In keeping with their modus operandi of albums of the past, Dream Theater then unleash the epic title track as the closing composition on ‘A View From The Top Of The World’. I don’t use the word ‘epic’ lightly either; this piece of music is well over twenty minutes long and it deserves just about every minute of its runtime. Again, I don’t want to get into a detailed blow-by-blow account of all of the techniques used by the musicians because you’d rumble the fact that I’m talking out of my backside within seconds. I am not qualified on that score. But what I feel I am qualified to comment on is the way in which this song takes us on that most cliched of things – a journey. The journey is up-beat, dramatic, atmospheric, epic, and everything in between. There’s a section, where the bass of Myung comes to the fore but is surrounded by some wacky ideas that verge on discordant or jarring at times, whilst there is even a blast of death/black metal drumming from Mangini that lasts for a few fleeting seconds. Then there’s the rich cello sounds that emerge from the darkness, I assume created at the hands of Rudess; they are really beautiful. That said, I’d have loved a little more by way of melody throughout if I’m being completely honest. But this small gripe is set aside in the final third of the song. First, John Petrucci unleashes a couple of solemn but stunning guitar solos, then as the end gets ever closer, the track builds towards the necessary crescendo. And when it hits in the last few minutes, it is every bit as intense and resounding as I’d hoped it might be; dark and oppressive but beautiful, hopeful, and suitably rousing. My only complaint? It doesn’t last long enough, instead descending into an almost doom-laden deconstruction of what went before.

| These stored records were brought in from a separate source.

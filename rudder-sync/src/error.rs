//! Error types for rudder-sync.

use std::path::PathBuf;
use std::time::Duration;

use thiserror::Error;

use rudder_core::{
    duration, ApplyError, AppName, FetchError, ResourceKey, StoreError,
    types::{FailureKind, StatusFailure},
};
use rudder_source::DocumentError;

/// All errors that can arise while resolving, diffing or syncing an
/// Application.
#[derive(Debug, Error)]
pub enum SyncError {
    /// Desired state could not be fetched.
    #[error("failed to fetch desired state for '{app}': {source}")]
    Fetch {
        app: AppName,
        #[source]
        source: FetchError,
    },

    /// Live state could not be listed.
    #[error("failed to list live state for '{app}': {source}")]
    LiveState {
        app: AppName,
        #[source]
        source: ApplyError,
    },

    /// The fetched document set is invalid.
    #[error("invalid desired state for '{app}': {source}")]
    Manifest {
        app: AppName,
        #[source]
        source: DocumentError,
    },

    /// Resources already claimed by another Application.
    #[error("'{app}' claims resources owned by {}: {}", join(owners), join(resources))]
    Conflict {
        app: AppName,
        owners: Vec<AppName>,
        resources: Vec<ResourceKey>,
    },

    /// An Application declared by two parents in the same tree.
    #[error("application '{child}' declared by '{parent}' is already declared by '{owner}'")]
    DuplicateChild {
        parent: AppName,
        child: AppName,
        owner: AppName,
    },

    /// An Application declares itself, directly or through descendants.
    #[error("application cycle detected: {}", join_path(path))]
    Cycle { path: Vec<AppName> },

    /// Resolution went deeper than the configured limit.
    #[error("application tree under '{app}' exceeds maximum depth {limit}")]
    DepthExceeded { app: AppName, limit: usize },

    /// The operation ran longer than the configured maximum.
    #[error("operation for '{app}' exceeded {}", duration::format(*limit))]
    Timeout { app: AppName, limit: Duration },

    /// Status store failure.
    #[error("store error: {0}")]
    Store(#[from] StoreError),

    /// An I/O error, with annotated path for context.
    #[error("I/O error at {path}: {source}")]
    Io {
        path: PathBuf,
        #[source]
        source: std::io::Error,
    },

    /// YAML error while encoding a live object.
    #[error("YAML error: {0}")]
    Yaml(#[from] serde_yaml::Error),
}

impl SyncError {
    /// The Status-facing summary of this error.
    pub fn to_failure(&self) -> StatusFailure {
        let kind = match self {
            SyncError::Fetch { .. } => FailureKind::Fetch,
            SyncError::LiveState { .. } => FailureKind::LiveState,
            SyncError::Manifest { .. } => FailureKind::Manifest,
            SyncError::Conflict { .. } | SyncError::DuplicateChild { .. } => FailureKind::Conflict,
            SyncError::Cycle { .. } | SyncError::DepthExceeded { .. } => FailureKind::Cycle,
            SyncError::Timeout { .. } => FailureKind::Timeout,
            SyncError::Store(_) | SyncError::Io { .. } | SyncError::Yaml(_) => FailureKind::LiveState,
        };
        let resources = match self {
            SyncError::Conflict { resources, .. } => resources.clone(),
            SyncError::Manifest {
                source: DocumentError::DuplicateResource { key },
                ..
            } => vec![key.clone()],
            _ => vec![],
        };
        StatusFailure {
            kind,
            message: self.to_string(),
            resources,
        }
    }
}

fn join<T: std::fmt::Display>(items: &[T]) -> String {
    items
        .iter()
        .map(ToString::to_string)
        .collect::<Vec<_>>()
        .join(", ")
}

fn join_path(path: &[AppName]) -> String {
    path.iter()
        .map(|a| a.0.as_str())
        .collect::<Vec<_>>()
        .join(" -> ")
}

/// Convenience constructor for [`SyncError::Io`].
pub(crate) fn io_err(path: impl Into<PathBuf>, source: std::io::Error) -> SyncError {
    SyncError::Io {
        path: path.into(),
        source,
    }
}
fn should_process_event(
    debounce: &mut HashMap<PathBuf, Instant>,
    path: &Path,
    now: Instant,
) -> bool {
    should_process_event_with_threshold(debounce, path, now, DEBOUNCE_WINDOW)
}

fn should_process_event_with_threshold(
    debounce: &mut HashMap<PathBuf, Instant>,
    path: &Path,
    now: Instant,
    threshold: Duration,
) -> bool {
    debounce.retain(|_, seen_at| now.duration_since(*seen_at) <= Duration::from_secs(30));
    match debounce.get(path) {
        Some(last_seen) if now.duration_since(*last_seen) < threshold => false,
        _ => {
            debounce.insert(path.to_path_buf(), now);
            true
        }
    }
}

fn ensure_runtime_dirs(home: &Path) -> Result<(), DaemonError> {
    for dir in [apps_dir_at(home), status_dir_at(home)] {
        if !dir.exists() {
            fs::create_dir_all(&dir).map_err(|e| io_err(&dir, e))?;
        }
    }
    Ok(())
}

async fn write_response(
    writer: &mut OwnedWriteHalf,
    response: &DaemonResponse,
) -> Result<(), DaemonError> {
    let payload = serde_json::to_string(response)?;
    writer
        .write_all(payload.as_bytes())
        .await
        .map_err(|e| io_err("daemon socket write", e))?;
    writer
        .write_all(b"\n")
        .await
        .map_err(|e| io_err("daemon socket write", e))?;
    writer
        .flush()
        .await
        .map_err(|e| io_err("daemon socket flush", e))?;
    Ok(())
}
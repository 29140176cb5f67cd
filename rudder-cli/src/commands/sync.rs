//! `rudder sync` and `rudder refresh`.

use anyhow::{bail, Context, Result};
use clap::Args;
use serde_json::Value;

use rudder_core::types::{ResourceOutcome, ResourceResult};
use rudder_core::AppStatus;
use rudder_daemon::DaemonRequest;

use super::app::phase_label;

/// Arguments for `rudder sync`.
#[derive(Args, Debug)]
pub struct SyncArgs {
    /// Application to sync.
    pub name: String,

    /// Plan the operation without mutating the target environment.
    #[arg(long)]
    pub dry_run: bool,

    /// Delete and re-create resources instead of updating them in place.
    #[arg(long)]
    pub force: bool,

    /// Delete managed resources that are no longer declared.
    #[arg(long)]
    pub prune: bool,
}

impl SyncArgs {
    pub fn run(self) -> Result<()> {
        let home = super::home()?;
        let payload = super::send(
            &home,
            DaemonRequest::Sync {
                app: self.name.clone(),
                dry_run: self.dry_run,
                force: self.force,
                prune: self.prune,
            },
        )?;
        print_outcome(&self.name, &payload, true)
    }
}

/// Arguments for `rudder refresh`.
#[derive(Args, Debug)]
pub struct RefreshArgs {
    /// Application to refresh.
    pub name: String,
}

impl RefreshArgs {
    pub fn run(self) -> Result<()> {
        let home = super::home()?;
        let payload = super::send(
            &home,
            DaemonRequest::Refresh {
                app: self.name.clone(),
            },
        )?;
        print_outcome(&self.name, &payload, false)
    }
}

fn print_outcome(name: &str, payload: &Value, manual: bool) -> Result<()> {
    if payload["coalesced"].as_bool().unwrap_or(false) {
        println!("'{name}' already has a pass in flight; request coalesced into it");
        return Ok(());
    }
    let status: AppStatus = serde_json::from_value(payload["status"].clone())
        .context("daemon returned a malformed status")?;

    println!(
        "'{name}' {} / {} at {}",
        status.sync,
        status.health,
        status.revision.as_deref().unwrap_or("-")
    );
    if let Some(failure) = &status.failure {
        println!("  {}: {}", failure.kind, failure.message);
    }

    let Some(op) = status.operation.as_ref() else {
        return Ok(());
    };
    let prefix = if op.dry_run { "[dry-run] " } else { "" };
    let label = if manual { "operation" } else { "last operation" };
    print!("{prefix}{label} {}", phase_label(op.phase));
    if op.message.is_empty() {
        println!();
    } else {
        println!(": {}", op.message);
    }
    for result in &op.resources {
        println!("  {}", resource_line(result));
    }

    if manual && op.phase.is_failure() {
        bail!("sync of '{name}' ended {}", op.phase);
    }
    Ok(())
}

fn resource_line(result: &ResourceResult) -> String {
    let key = &result.key;
    let target = if key.namespace.is_empty() {
        format!("{}/{}", key.kind, key.name)
    } else {
        format!("{}/{}/{}", key.kind, key.namespace, key.name)
    };
    let outcome = match &result.outcome {
        ResourceOutcome::Synced => "synced".to_string(),
        ResourceOutcome::Pruned => "pruned".to_string(),
        ResourceOutcome::WouldApply => "would apply".to_string(),
        ResourceOutcome::WouldPrune => "would prune".to_string(),
        ResourceOutcome::PruneSkipped { reason } => format!("prune skipped ({reason})"),
        ResourceOutcome::Skipped { reason } => format!("skipped ({reason})"),
        ResourceOutcome::Failed { reason, .. } => format!("failed: {reason}"),
    };
    format!("{:?} {target}: {outcome}", result.action)
}
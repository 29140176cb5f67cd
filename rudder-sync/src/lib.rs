//! # rudder-sync
//!
//! Tree resolution, diffing and sync execution.
//!
//! [`tree::resolve`] expands an app-of-apps tree, [`diff::diff`] classifies
//! desired against live state, and [`pipeline::Reconciler`] runs one
//! reconciliation pass, executing operations through the
//! [`orchestrator::Orchestrator`].

pub mod cluster;
pub mod diff;
pub mod error;
pub mod hashing;
pub mod orchestrator;
pub mod pipeline;
pub mod tree;

pub use cluster::DirectoryCluster;
pub use diff::{diff, render, Claims, ResourceDiff, ResourceTextDiff};
pub use error::SyncError;
pub use orchestrator::{CancelToken, OperationReport, Orchestrator, SyncRequest};
pub use pipeline::{decide, failed_status, Decision, Hold, Reconciler};
pub use tree::{resolve, resolve_from, Resolved, TreeNode};
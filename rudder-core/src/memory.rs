//! In-memory adapters.
//!
//! [`MemorySource`] and [`MemoryCluster`] stand in for a repository and a
//! target environment. Both support fault injection so retry, conflict and
//! failure paths can be exercised deterministically.

use std::collections::{BTreeMap, HashMap, VecDeque};
use std::sync::{Mutex, MutexGuard};

use async_trait::async_trait;
use chrono::Utc;
use serde_json::{json, Value};

use crate::adapter::{ApplyError, DesiredState, FetchError, LiveState, StateSource};
use crate::types::{Destination, Resource, ResourceKey, Source};

fn lock<T>(mutex: &Mutex<T>) -> MutexGuard<'_, T> {
    mutex.lock().unwrap_or_else(|poisoned| poisoned.into_inner())
}

// ---------------------------------------------------------------------------
// MemorySource
// ---------------------------------------------------------------------------

#[derive(Default)]
struct SourceState {
    snapshots: HashMap<String, DesiredState>,
    failures: HashMap<String, VecDeque<FetchError>>,
    fetches: usize,
}

/// Desired state keyed by `(repo_url, path)`.
#[derive(Default)]
pub struct MemorySource {
    state: Mutex<SourceState>,
}

fn source_key(repo: &str, path: &str) -> String {
    format!("{repo}#{path}")
}

impl MemorySource {
    pub fn new() -> Self {
        Self::default()
    }

    /// Publish `documents` at `revision` for `(repo, path)`.
    pub fn set(&self, repo: &str, path: &str, revision: &str, documents: Vec<Value>) {
        lock(&self.state).snapshots.insert(
            source_key(repo, path),
            DesiredState {
                revision: revision.to_string(),
                documents,
            },
        );
    }

    /// Make the next fetch of `(repo, path)` fail with `error`.
    pub fn fail_next(&self, repo: &str, path: &str, error: FetchError) {
        lock(&self.state)
            .failures
            .entry(source_key(repo, path))
            .or_default()
            .push_back(error);
    }

    pub fn fetch_count(&self) -> usize {
        lock(&self.state).fetches
    }
}

#[async_trait]
impl StateSource for MemorySource {
    async fn fetch(&self, source: &Source) -> Result<DesiredState, FetchError> {
        let mut state = lock(&self.state);
        state.fetches += 1;
        let key = source_key(&source.repo_url, &source.path);
        if let Some(err) = state.failures.get_mut(&key).and_then(VecDeque::pop_front) {
            return Err(err);
        }
        state
            .snapshots
            .get(&key)
            .cloned()
            .ok_or_else(|| FetchError::InvalidRevision {
                repo: source.repo_url.clone(),
                revision: source.target_revision.clone(),
            })
    }
}

// ---------------------------------------------------------------------------
// MemoryCluster
// ---------------------------------------------------------------------------

/// A call observed by [`MemoryCluster`], in arrival order.
#[derive(Debug, Clone, PartialEq, Eq)]
pub enum ClusterCall {
    List,
    Apply(ResourceKey),
    Delete(ResourceKey),
}

#[derive(Default)]
struct ClusterState {
    objects: BTreeMap<ResourceKey, Value>,
    scripted: HashMap<ResourceKey, VecDeque<ApplyError>>,
    rejected: HashMap<ResourceKey, String>,
    unreachable: bool,
    calls: Vec<ClusterCall>,
    next_version: u64,
}

/// A target environment held in memory.
///
/// Applied objects get server-managed metadata (`uid`, `resourceVersion`,
/// `generation`, `creationTimestamp`) and keep any `status` previously set
/// with [`MemoryCluster::set_status`].
#[derive(Default)]
pub struct MemoryCluster {
    state: Mutex<ClusterState>,
}

impl MemoryCluster {
    pub fn new() -> Self {
        Self::default()
    }

    /// Queue errors returned by the next apply/delete calls for `key`.
    pub fn fail_next(&self, key: &ResourceKey, errors: impl IntoIterator<Item = ApplyError>) {
        lock(&self.state)
            .scripted
            .entry(key.clone())
            .or_default()
            .extend(errors);
    }

    /// Reject every apply of `key` until cleared.
    pub fn reject(&self, key: &ResourceKey, message: &str) {
        lock(&self.state)
            .rejected
            .insert(key.clone(), message.to_string());
    }

    /// Make every call fail transiently while `unreachable` is set.
    pub fn set_unreachable(&self, unreachable: bool) {
        lock(&self.state).unreachable = unreachable;
    }

    /// Out-of-band create, bypassing the call log and faults.
    pub fn insert(&self, resource: Resource) {
        lock(&self.state)
            .objects
            .insert(resource.key, resource.manifest);
    }

    /// Out-of-band delete.
    pub fn remove(&self, key: &ResourceKey) -> Option<Value> {
        lock(&self.state).objects.remove(key)
    }

    /// Out-of-band edit of a live object.
    pub fn edit(&self, key: &ResourceKey, f: impl FnOnce(&mut Value)) {
        if let Some(obj) = lock(&self.state).objects.get_mut(key) {
            f(obj);
        }
    }

    /// Replace the `status` stanza of a live object.
    pub fn set_status(&self, key: &ResourceKey, status: Value) {
        self.edit(key, |obj| {
            if let Some(map) = obj.as_object_mut() {
                map.insert("status".to_string(), status);
            }
        });
    }

    pub fn get(&self, key: &ResourceKey) -> Option<Value> {
        lock(&self.state).objects.get(key).cloned()
    }

    pub fn keys(&self) -> Vec<ResourceKey> {
        lock(&self.state).objects.keys().cloned().collect()
    }

    pub fn calls(&self) -> Vec<ClusterCall> {
        lock(&self.state).calls.clone()
    }

    /// Mutating calls only, in order.
    pub fn mutations(&self) -> Vec<ClusterCall> {
        self.calls()
            .into_iter()
            .filter(|c| !matches!(c, ClusterCall::List))
            .collect()
    }

    pub fn clear_calls(&self) {
        lock(&self.state).calls.clear();
    }
}

fn take_fault(state: &mut ClusterState, key: &ResourceKey) -> Option<ApplyError> {
    if state.unreachable {
        return Some(ApplyError::Transient("environment unreachable".to_string()));
    }
    state.scripted.get_mut(key).and_then(VecDeque::pop_front)
}

#[async_trait]
impl LiveState for MemoryCluster {
    async fn list(&self, destination: &Destination) -> Result<Vec<Resource>, ApplyError> {
        let mut state = lock(&self.state);
        state.calls.push(ClusterCall::List);
        if state.unreachable {
            return Err(ApplyError::Transient("environment unreachable".to_string()));
        }
        Ok(state
            .objects
            .iter()
            .filter(|(key, _)| key.namespace.is_empty() || key.namespace == destination.namespace)
            .map(|(key, manifest)| Resource {
                key: key.clone(),
                manifest: manifest.clone(),
            })
            .collect())
    }

    async fn apply(&self, _destination: &Destination, resource: &Resource) -> Result<(), ApplyError> {
        let mut state = lock(&self.state);
        state.calls.push(ClusterCall::Apply(resource.key.clone()));
        if let Some(err) = take_fault(&mut state, &resource.key) {
            return Err(err);
        }
        if let Some(message) = state.rejected.get(&resource.key) {
            return Err(ApplyError::Rejected(message.clone()));
        }

        state.next_version += 1;
        let version = state.next_version;
        let previous = state.objects.get(&resource.key).cloned();

        let mut manifest = resource.manifest.clone();
        if let Some(map) = manifest.as_object_mut() {
            map.remove("status");
            if let Some(status) = previous.as_ref().and_then(|p| p.get("status")) {
                map.insert("status".to_string(), status.clone());
            }
        }
        let uid = previous
            .as_ref()
            .and_then(|p| p.pointer("/metadata/uid").cloned())
            .unwrap_or_else(|| json!(format!("uid-{version}")));
        let created = previous
            .as_ref()
            .and_then(|p| p.pointer("/metadata/creationTimestamp").cloned())
            .unwrap_or_else(|| json!(Utc::now().to_rfc3339()));
        let generation = previous
            .as_ref()
            .and_then(|p| p.pointer("/metadata/generation"))
            .and_then(Value::as_u64)
            .unwrap_or(0)
            + 1;
        if let Some(meta) = manifest
            .get_mut("metadata")
            .and_then(Value::as_object_mut)
        {
            meta.insert("uid".to_string(), uid);
            meta.insert("resourceVersion".to_string(), json!(version.to_string()));
            meta.insert("generation".to_string(), json!(generation));
            meta.insert("creationTimestamp".to_string(), created);
        }

        state.objects.insert(resource.key.clone(), manifest);
        Ok(())
    }

    async fn delete(&self, _destination: &Destination, key: &ResourceKey) -> Result<(), ApplyError> {
        let mut state = lock(&self.state);
        state.calls.push(ClusterCall::Delete(key.clone()));
        if let Some(err) = take_fault(&mut state, key) {
            return Err(err);
        }
        state.objects.remove(key);
        Ok(())
    }
}
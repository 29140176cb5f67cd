//! The daemon runtime end to end over its Unix socket.

use std::path::PathBuf;
use std::time::Duration;

use serde_json::json;
use tempfile::TempDir;

use rudder_daemon::{is_running, request, request_status, request_stop, DaemonError, DaemonRequest};

async fn blocking<T: Send + 'static>(f: impl FnOnce() -> T + Send + 'static) -> T {
    tokio::task::spawn_blocking(f).await.expect("blocking task")
}

#[tokio::test(flavor = "multi_thread", worker_threads = 2)]
async fn socket_serves_commands_until_stopped() {
    let home = TempDir::new().expect("home");
    let root: PathBuf = home.path().to_path_buf();
    let daemon = tokio::spawn(rudder_daemon::run(root.clone()));

    let probe = root.clone();
    let up = blocking(move || {
        for _ in 0..50 {
            if is_running(&probe) {
                return true;
            }
            std::thread::sleep(Duration::from_millis(100));
        }
        false
    })
    .await;
    assert!(up, "daemon socket never came up");

    let h = root.clone();
    let status = blocking(move || request_status(&h)).await.expect("status");
    assert_eq!(status["running"], json!(true));
    assert_eq!(status["apps"], json!(0));

    let h = root.clone();
    let list = blocking(move || request(&h, &DaemonRequest::List))
        .await
        .expect("list");
    assert_eq!(list, json!([]));

    let h = root.clone();
    let err = blocking(move || {
        request(
            &h,
            &DaemonRequest::Get {
                app: "ghost".into(),
            },
        )
    })
    .await
    .expect_err("unknown app");
    assert!(matches!(err, DaemonError::Protocol(msg) if msg.contains("unknown application 'ghost'")));

    let h = root.clone();
    blocking(move || request_stop(&h)).await.expect("stop");

    tokio::time::timeout(Duration::from_secs(10), daemon)
        .await
        .expect("daemon exits after stop")
        .expect("daemon task")
        .expect("clean shutdown");
    assert!(!is_running(&root));
}
//! rudder: operator CLI for the GitOps reconciliation controller.
//!
//! # Usage
//!
//! ```text
//! rudder app list [--json]
//! rudder app get <name> [--json]
//! rudder diff <name>
//! rudder sync <name> [--dry-run] [--force] [--prune]
//! rudder refresh <name>
//! rudder terminate <name>
//! rudder delete <name> [--cascade]
//! rudder daemon start|stop|status
//! ```
//!
//! Commands that act on an Application go through the daemon socket when a
//! daemon is listening and run in-process otherwise.

mod commands;

use anyhow::Result;
use clap::{Parser, Subcommand};

use commands::{
    app::AppCommand, daemon::DaemonCommand, delete::DeleteArgs, diff::DiffArgs,
    sync::{RefreshArgs, SyncArgs},
    terminate::TerminateArgs,
};

#[derive(Parser, Debug)]
#[command(
    name = "rudder",
    version,
    about = "Reconcile declared application state into a target environment",
    long_about = None,
)]
struct Cli {
    #[command(subcommand)]
    command: Commands,
}

#[derive(Subcommand, Debug)]
enum Commands {
    /// Inspect Applications and their recorded status.
    App {
        #[command(subcommand)]
        command: AppCommand,
    },

    /// Show unified diffs of live against desired state.
    Diff(DiffArgs),

    /// Converge an Application now.
    Sync(SyncArgs),

    /// Re-evaluate an Application without a manual sync.
    Refresh(RefreshArgs),

    /// Stop the in-flight sync operation of an Application.
    Terminate(TerminateArgs),

    /// Remove an Application, optionally with its managed resources.
    Delete(DeleteArgs),

    /// Run or query the background controller.
    Daemon {
        #[command(subcommand)]
        command: DaemonCommand,
    },
}

fn main() -> Result<()> {
    let cli = Cli::parse();
    match cli.command {
        Commands::App { command } => commands::app::run(command),
        Commands::Diff(args) => args.run(),
        Commands::Sync(args) => args.run(),
        Commands::Refresh(args) => args.run(),
        Commands::Terminate(args) => args.run(),
        Commands::Delete(args) => args.run(),
        Commands::Daemon { command } => commands::daemon::run(command),
    }
}
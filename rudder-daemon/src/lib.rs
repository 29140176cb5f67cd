//! Controller loop for rudder: scheduled and watch-triggered passes over
//! every Application tree, plus the Unix-socket command surface.

pub mod controller;
mod error;
pub mod paths;
pub mod protocol;
mod runtime;

pub use controller::{Controller, PassOutcome};
pub use error::DaemonError;
pub use protocol::{
    is_running, request, request_status, request_stop, send_request, DaemonRequest,
    DaemonResponse,
};
pub use runtime::{dispatch, execute_local, run, start_blocking, summarize};
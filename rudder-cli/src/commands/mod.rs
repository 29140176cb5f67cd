pub mod app;
pub mod daemon;
pub mod delete;
pub mod diff;
pub mod sync;
pub mod terminate;

use std::path::{Path, PathBuf};

use anyhow::{Context, Result};
use serde_json::Value;

use rudder_daemon::{execute_local, is_running, request, DaemonRequest};

pub(crate) fn home() -> Result<PathBuf> {
    rudder_core::store::home_dir().context("could not determine home directory")
}

/// Send `req` to the running daemon, or execute it in-process when none is
/// listening.
pub(crate) fn send(home: &Path, req: DaemonRequest) -> Result<Value> {
    let cmd = req.name();
    if is_running(home) {
        request(home, &req).with_context(|| format!("daemon rejected '{cmd}'"))
    } else {
        execute_local(home, req).with_context(|| format!("'{cmd}' failed"))
    }
}
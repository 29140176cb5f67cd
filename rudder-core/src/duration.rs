//! Human-readable durations used in application documents and config.
//!
//! Accepted forms are unit-suffixed integers that may be chained:
//! `250ms`, `5s`, `3m`, `1h`, `1h30m`. A bare integer is read as seconds.

use std::time::Duration;

use crate::error::ManifestError;

/// Parse a duration such as `5s`, `3m` or `1h30m`.
pub fn parse(input: &str) -> Result<Duration, ManifestError> {
    let invalid = || ManifestError::InvalidDuration {
        value: input.to_string(),
    };

    let trimmed = input.trim();
    if trimmed.is_empty() {
        return Err(invalid());
    }
    if let Ok(secs) = trimmed.parse::<u64>() {
        return Ok(Duration::from_secs(secs));
    }

    let mut total = Duration::ZERO;
    let mut rest = trimmed;
    while !rest.is_empty() {
        let digits = rest.find(|c: char| !c.is_ascii_digit()).ok_or_else(invalid)?;
        if digits == 0 {
            return Err(invalid());
        }
        let value: u64 = rest[..digits].parse().map_err(|_| invalid())?;
        rest = &rest[digits..];

        let unit_len = rest
            .find(|c: char| c.is_ascii_digit())
            .unwrap_or(rest.len());
        let unit = &rest[..unit_len];
        rest = &rest[unit_len..];

        let part = match unit {
            "ms" => Duration::from_millis(value),
            "s" => Duration::from_secs(value),
            "m" => Duration::from_secs(value.saturating_mul(60)),
            "h" => Duration::from_secs(value.saturating_mul(3600)),
            _ => return Err(invalid()),
        };
        total = total.saturating_add(part);
    }
    Ok(total)
}

/// Render a duration in the same syntax [`parse`] accepts.
pub fn format(duration: Duration) -> String {
    let millis = duration.subsec_millis();
    let mut secs = duration.as_secs();
    if secs == 0 {
        return format!("{millis}ms");
    }

    let mut out = String::new();
    let hours = secs / 3600;
    secs %= 3600;
    let minutes = secs / 60;
    secs %= 60;
    if hours > 0 {
        out.push_str(&format!("{hours}h"));
    }
    if minutes > 0 {
        out.push_str(&format!("{minutes}m"));
    }
    if secs > 0 {
        out.push_str(&format!("{secs}s"));
    }
    if millis > 0 {
        out.push_str(&format!("{millis}ms"));
    }
    out
}

/// `#[serde(with = "crate::duration::serde_str")]` adapter.
pub mod serde_str {
    use std::time::Duration;

    use serde::{Deserialize, Deserializer, Serializer};

    pub fn serialize<S: Serializer>(value: &Duration, serializer: S) -> Result<S::Ok, S::Error> {
        serializer.serialize_str(&super::format(*value))
    }

    pub fn deserialize<'de, D: Deserializer<'de>>(deserializer: D) -> Result<Duration, D::Error> {
        let raw = String::deserialize(deserializer)?;
        super::parse(&raw).map_err(serde::de::Error::custom)
    }
}
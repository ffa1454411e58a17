use aniracetam_cli::cli::Cli;
use clap::Parser;

#[tokio::main]
async fn main() {
    let cli = Cli::parse();
    if let Err(e) = aniracetam_cli::run(cli).await {
        aniracetam_cli::report(&e);
        std::process::exit(1);
    }
}
use clap::{Parser, Subcommand};

#[derive(Debug, Parser)]
#[command(name = "aniracetam", version, about = "Terminal language learning with spaced repetition")]
pub struct Cli {
    /// Log debug output to stderr
    #[arg(short, long, global = true)]
    pub verbose: bool,

    /// Disable colored output
    #[arg(long, global = true)]
    pub no_color: bool,

    /// Runs the interactive menu when omitted
    #[command(subcommand)]
    pub command: Option<Command>,
}

#[derive(Debug, Subcommand, PartialEq, Eq)]
pub enum Command {
    /// Translate a sentence and add it to the collection
    Add {
        /// English sentence; asked for when omitted
        sentence: Option<String>,
    },
    /// Review the sentences that are due
    Review,
    /// List the sentences that are due
    Due {
        /// Print as JSON
        #[arg(long)]
        json: bool,
    },
    /// Show collection statistics
    Stats {
        /// Print as JSON
        #[arg(long)]
        json: bool,
    },
    /// Show or change the language being learned
    Language {
        /// Language code such as "es" or "fr"
        code: Option<String>,
    },
}
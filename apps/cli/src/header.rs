//! Start-up banner.

use crate::prompt::{Prompt, Result, Tone};

const BANNER: &str = r#"               _                           _
  __ _  _ __  (_) _ __   __ _   ___   ___ | |_   __ _  _ __ ___
 / _` || '_ \ | || '__| / _` | / __| / _ \| __| / _` || '_ ` _ \
| (_| || | | || || |   | (_| || (__ |  __/| |_ | (_| || | | | | |
 \__,_||_| |_||_||_|    \__,_| \___| \___| \__| \__,_||_| |_| |_|"#;

pub const TAGLINE: &str = "Terminal Language Learning Program";

pub fn display_header(prompt: &mut impl Prompt) -> Result<()> {
    prompt.say(Tone::Banner, BANNER)?;
    prompt.say(Tone::Banner, &format!("{TAGLINE}\n"))
}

Just when I thought that Dream Theater had ceased to become relevant for me as a true progressive metal fan, they unleash ‘A View From The Top Of The World’, the album that pulls them back from the brink, at least as far as I’m concerned. Not only does the record contain all of the technicality and instrumental dexterity that you want from this supremely talented band, but it has an energy and enthusiasm about it that has arguably been lacking in recent years. I know that every Dream Theater fan has their favourite album and I could never hope to please them all. But when I say that ‘A View From The Top Of The World’ puts forward a very cogent argument to become my new favourite, I honestly mean it. I will let the dust settle of course, and likely reassess at that point. But in the here and now, I am delighted to be able to genuinely and deservedly sing the praises of an album by one of the most important and influential bands that there has ever been within progressive music. ‘A View From The Top Of The World’ is as stunning musically as it is visually, thus creating the full package.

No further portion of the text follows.